_Stored items_
============

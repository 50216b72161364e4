//! RIFF/WAVE (PCM) encoding.

use std::path::Path;

use crate::audio::AudioBuffer;
use crate::backend::{BitDepth, PcmDispatcher};
use crate::error::{EngineError, Result};

pub const HEADER_LEN: usize = 44;

/// Largest `data` chunk whose RIFF size (`36 + data`) still fits in 32 bits.
pub const MAX_DATA_LEN: u32 = u32::MAX - 36;

/// Canonical 44-byte header: RIFF chunk, 16-byte `fmt ` chunk (format 1),
/// then the `data` chunk header.
pub fn wav_header(channels: u16, sample_rate: u32, bit_depth: BitDepth, data_len: u32) -> Result<[u8; HEADER_LEN]> {
    if data_len > MAX_DATA_LEN {
        return Err(EngineError::DataTooLarge {
            bytes: data_len as usize,
        });
    }
    let bits = bit_depth.bits();
    let block_align = channels * (bits / 8);
    let byte_rate = sample_rate * block_align as u32;

    let mut header = [0u8; HEADER_LEN];
    header[0..4].copy_from_slice(b"RIFF");
    header[4..8].copy_from_slice(&(36 + data_len).to_le_bytes());
    header[8..12].copy_from_slice(b"WAVE");

    header[12..16].copy_from_slice(b"fmt ");
    header[16..20].copy_from_slice(&16u32.to_le_bytes());
    header[20..22].copy_from_slice(&1u16.to_le_bytes()); // PCM
    header[22..24].copy_from_slice(&channels.to_le_bytes());
    header[24..28].copy_from_slice(&sample_rate.to_le_bytes());
    header[28..32].copy_from_slice(&byte_rate.to_le_bytes());
    header[32..34].copy_from_slice(&block_align.to_le_bytes());
    header[34..36].copy_from_slice(&bits.to_le_bytes());

    header[36..40].copy_from_slice(b"data");
    header[40..44].copy_from_slice(&data_len.to_le_bytes());
    Ok(header)
}

/// Size of the `data` chunk for `frames` sample frames.
pub fn data_len(frames: usize, channels: usize, bit_depth: BitDepth) -> Result<u32> {
    let bytes = frames
        .checked_mul(channels)
        .and_then(|n| n.checked_mul(bit_depth.bytes()))
        .ok_or(EngineError::DataTooLarge { bytes: usize::MAX })?;
    u32::try_from(bytes)
        .ok()
        .filter(|&len| len <= MAX_DATA_LEN)
        .ok_or(EngineError::DataTooLarge { bytes })
}

enum Layout<'a> {
    Mono(&'a [f32]),
    Stereo(&'a [f32], &'a [f32]),
}

impl Layout<'_> {
    fn frames(&self) -> usize {
        match self {
            Layout::Mono(samples) => samples.len(),
            Layout::Stereo(left, _) => left.len(),
        }
    }
}

pub fn encode_wav(pcm: &PcmDispatcher, buffer: &AudioBuffer, bit_depth: BitDepth) -> Result<Vec<u8>> {
    encode_channels(pcm, &buffer.channels, buffer.sample_rate, bit_depth)
}

/// Encode one (mono) or two (stereo) channels.
pub fn encode_channels(
    pcm: &PcmDispatcher,
    channels: &[Vec<f32>],
    sample_rate: u32,
    bit_depth: BitDepth,
) -> Result<Vec<u8>> {
    let layout = match channels {
        [mono] => Layout::Mono(mono),
        [left, right] if left.len() != right.len() => {
            return Err(EngineError::ChannelLengthMismatch {
                left: left.len(),
                right: right.len(),
            })
        }
        [left, right] => Layout::Stereo(left, right),
        other => return Err(EngineError::UnsupportedChannels(other.len())),
    };
    let frames = layout.frames();

    let data_len = data_len(frames, channels.len(), bit_depth)?;
    let header = wav_header(channels.len() as u16, sample_rate, bit_depth, data_len)?;
    let mut out = vec![0u8; HEADER_LEN + data_len as usize];
    out[..HEADER_LEN].copy_from_slice(&header);

    let kernel = pcm.kernel();
    let data = &mut out[HEADER_LEN..];
    match (layout, bit_depth) {
        (Layout::Mono(mono), BitDepth::Sixteen) => kernel.mono_16(mono, data),
        (Layout::Mono(mono), BitDepth::TwentyFour) => kernel.mono_24(mono, data),
        (Layout::Stereo(left, right), BitDepth::Sixteen) => kernel.stereo_16(left, right, data),
        (Layout::Stereo(left, right), BitDepth::TwentyFour) => kernel.stereo_24(left, right, data),
    }

    log::debug!(
        "Encoded {} frame(s), {} channel(s), {}-bit with {} kernel",
        frames,
        channels.len(),
        bit_depth.bits(),
        kernel.name()
    );
    Ok(out)
}

pub fn write_wav(pcm: &PcmDispatcher, buffer: &AudioBuffer, bit_depth: BitDepth, path: &Path) -> Result<()> {
    let bytes = encode_wav(pcm, buffer, bit_depth)?;
    std::fs::write(path, &bytes)?;
    log::info!(
        "Wrote {} ({} bytes, {}-bit, {}Hz)",
        path.display(),
        bytes.len(),
        bit_depth.bits(),
        buffer.sample_rate
    );
    Ok(())
}

#[cfg(test)]
mod tests {
    use super::*;
    use crate::backend::BackendRegistry;

    #[test]
    fn header_is_byte_exact() {
        let header = wav_header(2, 44100, BitDepth::Sixteen, 1000).unwrap();
        let expected: [u8; 44] = [
            b'R', b'I', b'F', b'F', 0x0C, 0x04, 0x00, 0x00, // 36 + 1000
            b'W', b'A', b'V', b'E',
            b'f', b'm', b't', b' ', 0x10, 0x00, 0x00, 0x00,
            0x01, 0x00, 0x02, 0x00, // PCM, stereo
            0x44, 0xAC, 0x00, 0x00, // 44100
            0x10, 0xB1, 0x02, 0x00, // 176400
            0x04, 0x00, 0x10, 0x00, // block align 4, 16 bits
            b'd', b'a', b't', b'a', 0xE8, 0x03, 0x00, 0x00,
        ];
        assert_eq!(header, expected);
    }

    #[test]
    fn oversized_data_is_rejected() {
        assert_eq!(data_len(1000, 2, BitDepth::Sixteen).unwrap(), 4000);
        assert_eq!(data_len(0, 1, BitDepth::TwentyFour).unwrap(), 0);

        // 2^30 stereo 24-bit frames is 6 GiB of data.
        assert!(matches!(
            data_len(1 << 30, 2, BitDepth::TwentyFour),
            Err(EngineError::DataTooLarge { bytes }) if bytes == 6 << 30
        ));
        assert!(matches!(
            data_len(usize::MAX, 2, BitDepth::Sixteen),
            Err(EngineError::DataTooLarge { .. })
        ));

        let largest = (MAX_DATA_LEN / 4) as usize;
        assert_eq!(data_len(largest, 2, BitDepth::Sixteen).unwrap(), largest as u32 * 4);
        assert!(data_len(largest + 1, 2, BitDepth::Sixteen).is_err());

        assert!(wav_header(1, 8000, BitDepth::Sixteen, MAX_DATA_LEN).is_ok());
        assert!(matches!(
            wav_header(1, 8000, BitDepth::Sixteen, u32::MAX),
            Err(EngineError::DataTooLarge { .. })
        ));
    }

    #[test]
    fn mono_24_bit_layout() {
        let registry = BackendRegistry::reference_only();
        let buffer = AudioBuffer::mono(vec![1.0, -1.0, 0.0, 2.0], 48000);
        let bytes = encode_wav(registry.pcm(), &buffer, BitDepth::TwentyFour).unwrap();

        assert_eq!(bytes.len(), HEADER_LEN + 12);
        assert_eq!(&bytes[22..24], &1u16.to_le_bytes());
        assert_eq!(&bytes[28..32], &144000u32.to_le_bytes());
        assert_eq!(&bytes[34..36], &24u16.to_le_bytes());
        assert_eq!(
            &bytes[HEADER_LEN..],
            &[0xFF, 0xFF, 0x7F, 0x01, 0x00, 0x80, 0x00, 0x00, 0x00, 0xFF, 0xFF, 0x7F]
        );
    }

    #[test]
    fn stereo_16_interleaves_and_backends_match() {
        let left: Vec<f32> = (0..50_000).map(|n| (n as f32 * 0.01).sin()).collect();
        let right: Vec<f32> = left.iter().map(|s| -s * 0.5).collect();
        let buffer = AudioBuffer::new(vec![left, right], 44100);

        let reference = encode_wav(BackendRegistry::reference_only().pcm(), &buffer, BitDepth::Sixteen).unwrap();
        let accelerated = encode_wav(BackendRegistry::default().pcm(), &buffer, BitDepth::Sixteen).unwrap();
        assert_eq!(reference, accelerated);
        assert_eq!(reference.len(), HEADER_LEN + 50_000 * 4);

        let frame = &reference[HEADER_LEN + 4 * 100..HEADER_LEN + 4 * 101];
        let l = i16::from_le_bytes([frame[0], frame[1]]);
        let r = i16::from_le_bytes([frame[2], frame[3]]);
        assert_eq!(l, (buffer.channels[0][100] * 32767.0).round() as i16);
        assert_eq!(r, (buffer.channels[1][100] * 32767.0).round() as i16);
    }

    #[test]
    fn rejects_bad_channel_layouts() {
        let registry = BackendRegistry::reference_only();
        let three = AudioBuffer::new(vec![vec![0.0; 4]; 3], 8000);
        assert!(matches!(
            encode_wav(registry.pcm(), &three, BitDepth::Sixteen),
            Err(EngineError::UnsupportedChannels(3))
        ));

        let ragged = vec![vec![0.0; 4], vec![0.0; 5]];
        assert!(matches!(
            encode_channels(registry.pcm(), &ragged, 8000, BitDepth::Sixteen),
            Err(EngineError::ChannelLengthMismatch { left: 4, right: 5 })
        ));

        assert!(matches!(BitDepth::try_from(8), Err(EngineError::UnsupportedBitDepth(8))));
    }
}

============

_Task_
Please copy only these lines, exactly: the first line of the records through the line containing "BitDepth, data_len: u32)", ends included.

_Solution to this task_
repository 50216b72161364e4
//! RIFF/WAVE (PCM) encoding.

use std::path::Path;

use crate::audio::AudioBuffer;
use crate::backend::{BitDepth, PcmDispatcher};
use crate::error::{EngineError, Result};

pub const HEADER_LEN: usize = 44;

/// Largest `data` chunk whose RIFF size (`36 + data`) still fits in 32 bits.
pub const MAX_DATA_LEN: u32 = u32::MAX - 36;

/// Canonical 44-byte header: RIFF chunk, 16-byte `fmt ` chunk (format 1),
/// then the `data` chunk header.
pub fn wav_header(channels: u16, sample_rate: u32, bit_depth: BitDepth, data_len: u32) -> Result<[u8; HEADER_LEN]> {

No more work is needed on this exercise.